Wohl aber schadete der Natur- und Landschaftsschutz vielen Arten. So verloren Frösche, Kröten, Molche, Libellen, Kleinfische und viele andere Wassertiere ihre Lebensräume, weil vom Naturschutz örtliche Abgrabungen von Kies und Sand als "Eingriffe" verhindert wurden. Sie galten als "Wunden in der Landschaft", die nicht gerissen werden durften, obgleich ein wesentlicher Teil der heute als gefährdet eingestuften Artenvielfalt jahrhundertelang davon profitiert hatte. Wenn schon Abbau, weil der Rohstoffbedarf gegeben war, dann nur noch im Großen nach entsprechenden Regionalplanungen. Die Becken eignen sich nach Abschluss des Abbaus als Naherholungsgebiete. Oder die Abbauflächen mussten mit hohem finanziellem Aufwand wieder rekultiviert werden. Denn als "Eingriffe" störten sie das Auge mancher Zeitgenossen.
Dieser Bepflanzungs- und Gestaltungswahn, gefördert von der Haltung des Naturschutzes zu den "Eingriffen in den Naturhaushalt", hat viel mehr Arten geschadet und sie auf die Roten Listen gebracht als die üblichen Baumaßnahmen. In unseren ansonsten so intensiv genutzten Landschaften sind es gerade die Eingriffe, die Neuland schaffen. Es sollte möglichst sich selbst überlassen bleiben. Der Artenschutz würde davon profitieren. Stattdessen wird nach wie vor gegen alles und jedes mit dem Phantom des Naturhaushalts argumentiert, den es so gar nicht gibt. Im Gegenteil: Der Zustand, der nicht verändert werden soll und, wenn doch, der Ausgleichsregelung unterzogen werden müsse, ist bereits ein von Menschen gemachter Zustand.
Nichts besagt, dass dieser der beste aller möglichen Zustände ist. Ausgeglichen wird daher allenfalls ein vorübergehender Zustand mit etwas, das gleichfalls nicht von Dauer ist. Schon gar nicht in einer Kulturlandschaft. Frühere Eingriffe gelten heute als höchst erhaltenswerte Zustände, wie etwa Streuobstwiesen oder alte Mühlenteiche. Heftig bekämpfte Stauseen wurden Naturschutzgebiete von internationalem Rang.

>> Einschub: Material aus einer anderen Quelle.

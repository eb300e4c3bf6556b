//! Runtime configuration parsed from environment variables.

#[cfg(test)]
#[path = "config_test.rs"]
mod tests;

use std::path::PathBuf;

pub const DEFAULT_RESET_REDIRECT: &str = "recipeapp://reset-password";
pub const DEFAULT_STORAGE_DIR: &str = ".recipebox";
pub const DEFAULT_REQUEST_TIMEOUT_SECS: u64 = 30;
pub const DEFAULT_CONNECT_TIMEOUT_SECS: u64 = 10;

#[derive(Debug, thiserror::Error, PartialEq, Eq)]
pub enum ConfigError {
    #[error("missing required env var {0}")]
    Missing(&'static str),
    #[error("invalid {var}: {reason}")]
    Invalid { var: &'static str, reason: String },
}

#[derive(Debug, Clone, Copy, PartialEq, Eq)]
pub struct HttpTimeouts {
    pub request_secs: u64,
    pub connect_secs: u64,
}

impl Default for HttpTimeouts {
    fn default() -> Self {
        Self { request_secs: DEFAULT_REQUEST_TIMEOUT_SECS, connect_secs: DEFAULT_CONNECT_TIMEOUT_SECS }
    }
}

/// Where and how to reach the backend-as-a-service.
#[derive(Debug, Clone, PartialEq, Eq)]
pub struct BackendConfig {
    /// Project base URL without a trailing slash.
    pub url: String,
    /// Public (anon) API key sent with every request.
    pub anon_key: String,
    pub timeouts: HttpTimeouts,
}

#[derive(Debug, Clone, PartialEq, Eq)]
pub struct AppConfig {
    pub backend: BackendConfig,
    /// Deep link opened by password-reset emails.
    pub reset_redirect: String,
    /// Directory for durable client state.
    pub storage_dir: PathBuf,
}

impl AppConfig {
    /// Build typed config from environment variables.
    ///
    /// Required:
    /// - `SUPABASE_URL`
    /// - `SUPABASE_ANON_KEY`
    ///
    /// Optional:
    /// - `RECIPEBOX_RESET_REDIRECT`: default `recipeapp://reset-password`
    /// - `RECIPEBOX_STORAGE_DIR`: default `.recipebox`
    /// - `RECIPEBOX_REQUEST_TIMEOUT_SECS`: default 30
    /// - `RECIPEBOX_CONNECT_TIMEOUT_SECS`: default 10
    ///
    /// # Errors
    ///
    /// Returns an error if a required variable is missing or the URL is not http(s).
    pub fn from_env() -> Result<Self, ConfigError> {
        let url = normalize_url(&required("SUPABASE_URL")?)?;
        let anon_key = required("SUPABASE_ANON_KEY")?;
        let timeouts = HttpTimeouts {
            request_secs: env_parse_u64("RECIPEBOX_REQUEST_TIMEOUT_SECS", DEFAULT_REQUEST_TIMEOUT_SECS),
            connect_secs: env_parse_u64("RECIPEBOX_CONNECT_TIMEOUT_SECS", DEFAULT_CONNECT_TIMEOUT_SECS),
        };
        let reset_redirect =
            std::env::var("RECIPEBOX_RESET_REDIRECT").unwrap_or_else(|_| DEFAULT_RESET_REDIRECT.to_owned());
        let storage_dir = std::env::var("RECIPEBOX_STORAGE_DIR")
            .map_or_else(|_| PathBuf::from(DEFAULT_STORAGE_DIR), PathBuf::from);

        Ok(Self { backend: BackendConfig { url, anon_key, timeouts }, reset_redirect, storage_dir })
    }
}

fn required(var: &'static str) -> Result<String, ConfigError> {
    match std::env::var(var) {
        Ok(v) if !v.trim().is_empty() => Ok(v.trim().to_owned()),
        _ => Err(ConfigError::Missing(var)),
    }
}

fn normalize_url(raw: &str) -> Result<String, ConfigError> {
    if !(raw.starts_with("https://") || raw.starts_with("http://")) {
        return Err(ConfigError::Invalid { var: "SUPABASE_URL", reason: format!("expected http(s) URL, got {raw:?}") });
    }
    Ok(raw.trim_end_matches('/').to_owned())
}

fn env_parse_u64(key: &str, default: u64) -> u64 {
    std::env::var(key)
        .ok()
        .and_then(|v| v.parse::<u64>().ok())
        .unwrap_or(default)
}
//! Argon2id key derivation for identity encryption.
//!
//! Derives a 256-bit file key from the owner's passphrase and a random
//! salt. The work factor is fixed by the implementation; every
//! identity file stores its salt so old files keep decrypting if the
//! defaults ever change.

use clawchat_types::{ClawchatError, Result};
use zeroize::{Zeroize, ZeroizeOnDrop};

// ---------------------------------------------------------------------------
// Parameters
// ---------------------------------------------------------------------------

/// Fixed Argon2id parameters for identity files.
///
/// | Parameter | Value   | Meaning |
/// |-----------|---------|---------|
/// | `m_cost`  | 131 072 | Memory in KiB (128 MiB, 2^17) |
/// | `t_cost`  | 3       | Passes |
/// | `p_cost`  | 1       | Lanes |
#[derive(Clone, Copy, Debug)]
pub struct KdfParams {
    /// Memory cost in KiB.
    pub m_cost: u32,
    /// Time cost (number of passes).
    pub t_cost: u32,
    /// Parallelism degree.
    pub p_cost: u32,
}

impl Default for KdfParams {
    fn default() -> Self {
        Self {
            m_cost: 131_072,
            t_cost: 3,
            p_cost: 1,
        }
    }
}

/// Required salt length for identity files.
pub const SALT_LEN: usize = 16;

// ---------------------------------------------------------------------------
// FileKey
// ---------------------------------------------------------------------------

/// 256-bit key derived by Argon2id, zeroized on drop.
#[derive(Zeroize, ZeroizeOnDrop)]
pub struct FileKey([u8; 32]);

impl FileKey {
    /// Fixed byte length of the derived key.
    pub const LEN: usize = 32;

    /// Returns the raw key material.
    pub fn as_bytes(&self) -> &[u8; 32] {
        &self.0
    }
}

// FileKey deliberately implements neither Clone nor Debug.

// ---------------------------------------------------------------------------
// Derivation
// ---------------------------------------------------------------------------

/// Derives a 256-bit file key from a passphrase and salt.
///
/// # Errors
///
/// - [`ClawchatError::Config`] if the salt is not [`SALT_LEN`] bytes or
///   the parameters are rejected by the library.
/// - [`ClawchatError::Auth`] if the Argon2 computation itself fails.
pub fn derive_file_key(passphrase: &[u8], salt: &[u8], params: &KdfParams) -> Result<FileKey> {
    if salt.len() != SALT_LEN {
        return Err(ClawchatError::Config {
            reason: format!("salt must be {SALT_LEN} bytes, got {}", salt.len()),
        });
    }

    let argon2_params =
        argon2::Params::new(params.m_cost, params.t_cost, params.p_cost, Some(FileKey::LEN))
            .map_err(|e| ClawchatError::Config {
                reason: format!("invalid Argon2 parameters: {e}"),
            })?;

    let argon2 = argon2::Argon2::new(
        argon2::Algorithm::Argon2id,
        argon2::Version::V0x13,
        argon2_params,
    );

    let mut output = [0u8; 32];
    argon2
        .hash_password_into(passphrase, salt, &mut output)
        .map_err(|e| ClawchatError::Auth {
            reason: format!("Argon2id derivation failed: {e}"),
        })?;

    Ok(FileKey(output))
}

// ---------------------------------------------------------------------------
// Tests
// ---------------------------------------------------------------------------

#[cfg(test)]
mod tests {
    use super::*;

    /// Light parameters so the suite stays fast.
    fn test_params() -> KdfParams {
        KdfParams {
            m_cost: 256,
            t_cost: 1,
            p_cost: 1,
        }
    }

    #[test]
    fn derivation_is_deterministic() -> Result<()> {
        let salt = [0x42u8; SALT_LEN];
        let k1 = derive_file_key(b"correct horse battery staple", &salt, &test_params())?;
        let k2 = derive_file_key(b"correct horse battery staple", &salt, &test_params())?;
        assert_eq!(k1.as_bytes(), k2.as_bytes());
        Ok(())
    }

    #[test]
    fn different_passphrase_different_key() -> Result<()> {
        let salt = [0x42u8; SALT_LEN];
        let k1 = derive_file_key(b"passphrase one", &salt, &test_params())?;
        let k2 = derive_file_key(b"passphrase two", &salt, &test_params())?;
        assert_ne!(k1.as_bytes(), k2.as_bytes());
        Ok(())
    }

    #[test]
    fn different_salt_different_key() -> Result<()> {
        let k1 = derive_file_key(b"same", &[0x01u8; SALT_LEN], &test_params())?;
        let k2 = derive_file_key(b"same", &[0x02u8; SALT_LEN], &test_params())?;
        assert_ne!(k1.as_bytes(), k2.as_bytes());
        Ok(())
    }

    #[test]
    fn wrong_salt_length_rejected() {
        assert!(derive_file_key(b"pw", b"short", &test_params()).is_err());
        assert!(derive_file_key(b"pw", &[0u8; 32], &test_params()).is_err());
    }

    #[test]
    fn zero_t_cost_rejected() {
        let params = KdfParams {
            t_cost: 0,
            ..test_params()
        };
        assert!(derive_file_key(b"pw", &[0u8; SALT_LEN], &params).is_err());
    }
}
//! Durable per-identity state for the Clawchat gateway.
//!
//! - [`layout`] — the on-disk directory contract, with legacy
//!   single-identity detection.
//! - [`mailbox`] — inbox/outbox JSON arrays with single-writer
//!   rewrite-on-mutation persistence.
//! - [`peer_book`] — known-peer records with set-merge address
//!   semantics.
//!
//! Nothing here reaches for a process-global data directory; every
//! path is explicit configuration so several gateways can coexist in
//! one test process.

pub mod layout;
pub mod mailbox;
pub mod peer_book;

pub use layout::DataLayout;
pub use mailbox::Mailbox;
pub use peer_book::PeerBook;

Der Naturschutz hält die Menschen fern
Soll also der Naturschutz außer Kraft gesetzt werden? Ganz gewiss nicht, denn die Erhaltung schöner Landschaften, naturnaher Biotope und einer vielfältigen Tier- und Pflanzenwelt ist vielen Menschen ein Anliegen. Das muss gefördert werden. Nur, der Naturschutz hat leider weithin das Gegenteil bewirkt. Er hält die Menschen von der Natur fern, erschwert ihnen oder unterbindet den Zugang zum Erlebnis Natur durch den Aussperrnaturschutz in Schutzgebieten oder durch die Einschränkungen des Artenschutzes. Doch was man nicht erleben darf, wird man auch nicht schützen wollen. Der Naturschutz braucht dringend ein Umdenken: weg von Verboten und Verhinderungen und hin zu verstärkter Zuwendung der Menschen zur Natur, angefangen bei Kindern und Jugendlichen. Wenn sich der Naturschutz gegen Baumaßnahmen wendet, muss die Begründung nachvollziehbar sein und anschließend der Nachweis erbracht werden, dass die Gegen- oder Ausgleichsmaßnahme erfolgreich war.
Viel zu viel Geld, das wirkungsvoller für den Naturschutz eingesetzt werden könnte, wird gegenwärtig weitgehend nutzlos ausgegeben. Die Erfolgskontrolle muss öffentlich gemacht werden. Artenschutz darf nicht länger als Instrument zur Vertretung von Privat- oder Gruppeninteressen verwendet werden. Verwaltungsgerichte sollten die Verfahrensverschleppung nicht weiter akzeptieren oder gar fördern. Ein von der Allgemeinheit breit getragener Naturschutz gerät nicht in die Gefahr, dass er als von der Öffentlichkeit geschätztes Gut kurzfristigen Partikularinteressen geopfert wird. Eine Windkraftstromleitung wird man nicht durch den Kölner Dom bauen und mit Maisfeldern für Biodiesel auch keine Stadtparks ersetzen wollen. Dass den Naturschutzgebieten jetzt solche Gefahren drohen, liegt am Naturschutz selbst. Zu sehr hat er den Menschen als den großen Feind und Zerstörer abgestempelt und bei dieser menschenverachtenden Haltung zu wenig Freunde gefunden.